ACTIVITY: An exact copy of the entries below is the expected answer.

RECORDS PROVIDED Start Marker

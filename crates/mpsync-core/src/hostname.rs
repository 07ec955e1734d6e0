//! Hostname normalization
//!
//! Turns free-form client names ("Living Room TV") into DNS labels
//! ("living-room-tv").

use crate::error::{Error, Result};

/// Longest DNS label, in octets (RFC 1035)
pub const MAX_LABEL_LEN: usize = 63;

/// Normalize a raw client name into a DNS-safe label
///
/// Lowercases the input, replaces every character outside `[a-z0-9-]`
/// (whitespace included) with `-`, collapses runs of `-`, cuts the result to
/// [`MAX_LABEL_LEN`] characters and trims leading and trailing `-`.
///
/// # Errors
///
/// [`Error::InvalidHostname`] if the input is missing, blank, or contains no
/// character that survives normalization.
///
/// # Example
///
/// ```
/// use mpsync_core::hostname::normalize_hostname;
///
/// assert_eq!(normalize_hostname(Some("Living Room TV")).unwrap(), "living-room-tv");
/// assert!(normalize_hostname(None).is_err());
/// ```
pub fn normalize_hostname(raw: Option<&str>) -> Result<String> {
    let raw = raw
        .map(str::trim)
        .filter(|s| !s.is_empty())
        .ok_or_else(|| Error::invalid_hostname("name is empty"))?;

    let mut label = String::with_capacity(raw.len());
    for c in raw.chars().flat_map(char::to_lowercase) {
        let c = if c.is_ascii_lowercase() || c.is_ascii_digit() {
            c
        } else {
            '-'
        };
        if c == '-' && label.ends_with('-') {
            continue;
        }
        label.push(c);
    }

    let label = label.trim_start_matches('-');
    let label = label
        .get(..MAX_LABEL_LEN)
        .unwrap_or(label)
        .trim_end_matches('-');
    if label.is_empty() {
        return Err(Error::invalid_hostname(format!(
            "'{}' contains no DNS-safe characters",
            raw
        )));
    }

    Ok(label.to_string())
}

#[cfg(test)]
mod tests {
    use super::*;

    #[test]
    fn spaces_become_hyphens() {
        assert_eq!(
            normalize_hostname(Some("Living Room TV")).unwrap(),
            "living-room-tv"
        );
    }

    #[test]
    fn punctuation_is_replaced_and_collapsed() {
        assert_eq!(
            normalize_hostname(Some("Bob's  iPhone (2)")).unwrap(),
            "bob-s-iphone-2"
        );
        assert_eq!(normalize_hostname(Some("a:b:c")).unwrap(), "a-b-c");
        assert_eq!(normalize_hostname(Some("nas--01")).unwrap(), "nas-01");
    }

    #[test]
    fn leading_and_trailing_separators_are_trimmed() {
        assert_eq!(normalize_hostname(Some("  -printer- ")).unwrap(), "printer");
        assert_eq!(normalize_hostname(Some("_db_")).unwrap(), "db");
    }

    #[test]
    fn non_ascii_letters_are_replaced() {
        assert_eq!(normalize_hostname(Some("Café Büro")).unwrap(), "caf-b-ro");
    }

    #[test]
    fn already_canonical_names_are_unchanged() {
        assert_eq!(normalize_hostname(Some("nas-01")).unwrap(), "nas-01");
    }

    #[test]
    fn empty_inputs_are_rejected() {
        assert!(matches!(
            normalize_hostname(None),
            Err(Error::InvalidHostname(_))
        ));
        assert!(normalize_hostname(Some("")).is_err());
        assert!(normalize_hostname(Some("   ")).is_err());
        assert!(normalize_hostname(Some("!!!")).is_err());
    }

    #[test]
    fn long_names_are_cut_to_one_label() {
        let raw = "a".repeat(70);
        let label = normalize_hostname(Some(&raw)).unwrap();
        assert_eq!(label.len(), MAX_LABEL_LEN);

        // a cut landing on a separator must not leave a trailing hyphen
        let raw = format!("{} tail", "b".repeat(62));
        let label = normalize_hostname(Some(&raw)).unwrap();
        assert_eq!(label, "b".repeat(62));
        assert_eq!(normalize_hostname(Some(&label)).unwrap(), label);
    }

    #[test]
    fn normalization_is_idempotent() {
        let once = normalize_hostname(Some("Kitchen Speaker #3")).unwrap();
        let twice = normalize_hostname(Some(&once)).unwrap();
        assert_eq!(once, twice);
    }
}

RECORDS PROVIDED End Marker

WRITTEN REPLY:
filename crates/mpsync-core/src/hostname.rs
repository 07ec955e1734d6e0
//! Hostname normalization
//!
//! Turns free-form client names ("Living Room TV") into DNS labels
//! ("living-room-tv").

use crate::error::{Error, Result};

/// Longest DNS label, in octets (RFC 1035)
pub const MAX_LABEL_LEN: usize = 63;

/// Normalize a raw client name into a DNS-safe label
///
/// Lowercases the input, replaces every character outside `[a-z0-9-]`
/// (whitespace included) with `-`, collapses runs of `-`, cuts the result to
/// [`MAX_LABEL_LEN`] characters and trims leading and trailing `-`.
///
/// # Errors
///
/// [`Error::InvalidHostname`] if the input is missing, blank, or contains no
/// character that survives normalization.
///
/// # Example
///
/// ```
/// use mpsync_core::hostname::normalize_hostname;
///
/// assert_eq!(normalize_hostname(Some("Living Room TV")).unwrap(), "living-room-tv");
/// assert!(normalize_hostname(None).is_err());
/// ```
pub fn normalize_hostname(raw: Option<&str>) -> Result<String> {
    let raw = raw
        .map(str::trim)
        .filter(|s| !s.is_empty())
        .ok_or_else(|| Error::invalid_hostname("name is empty"))?;

    let mut label = String::with_capacity(raw.len());
    for c in raw.chars().flat_map(char::to_lowercase) {
        let c = if c.is_ascii_lowercase() || c.is_ascii_digit() {
            c
        } else {
            '-'
        };
        if c == '-' && label.ends_with('-') {
            continue;
        }
        label.push(c);
    }

    let label = label.trim_start_matches('-');
    let label = label
        .get(..MAX_LABEL_LEN)
        .unwrap_or(label)
        .trim_end_matches('-');
    if label.is_empty() {
        return Err(Error::invalid_hostname(format!(
            "'{}' contains no DNS-safe characters",
            raw
        )));
    }

    Ok(label.to_string())
}

#[cfg(test)]
mod tests {
    use super::*;

    #[test]
    fn spaces_become_hyphens() {
        assert_eq!(
            normalize_hostname(Some("Living Room TV")).unwrap(),
            "living-room-tv"
        );
    }

    #[test]
    fn punctuation_is_replaced_and_collapsed() {
        assert_eq!(
            normalize_hostname(Some("Bob's  iPhone (2)")).unwrap(),
            "bob-s-iphone-2"
        );
        assert_eq!(normalize_hostname(Some("a:b:c")).unwrap(), "a-b-c");
        assert_eq!(normalize_hostname(Some("nas--01")).unwrap(), "nas-01");
    }

    #[test]
    fn leading_and_trailing_separators_are_trimmed() {
        assert_eq!(normalize_hostname(Some("  -printer- ")).unwrap(), "printer");
        assert_eq!(normalize_hostname(Some("_db_")).unwrap(), "db");
    }

    #[test]
    fn non_ascii_letters_are_replaced() {
        assert_eq!(normalize_hostname(Some("Café Büro")).unwrap(), "caf-b-ro");
    }

    #[test]
    fn already_canonical_names_are_unchanged() {
        assert_eq!(normalize_hostname(Some("nas-01")).unwrap(), "nas-01");
    }

    #[test]
    fn empty_inputs_are_rejected() {
        assert!(matches!(
            normalize_hostname(None),
            Err(Error::InvalidHostname(_))
        ));
        assert!(normalize_hostname(Some("")).is_err());
        assert!(normalize_hostname(Some("   ")).is_err());
        assert!(normalize_hostname(Some("!!!")).is_err());
    }

    #[test]
    fn long_names_are_cut_to_one_label() {
        let raw = "a".repeat(70);
        let label = normalize_hostname(Some(&raw)).unwrap();
        assert_eq!(label.len(), MAX_LABEL_LEN);

        // a cut landing on a separator must not leave a trailing hyphen
        let raw = format!("{} tail", "b".repeat(62));
        let label = normalize_hostname(Some(&raw)).unwrap();
        assert_eq!(label, "b".repeat(62));
        assert_eq!(normalize_hostname(Some(&label)).unwrap(), label);
    }

    #[test]
    fn normalization_is_idempotent() {
        let once = normalize_hostname(Some("Kitchen Speaker #3")).unwrap();
        let twice = normalize_hostname(Some(&once)).unwrap();
        assert_eq!(once, twice);
    }
}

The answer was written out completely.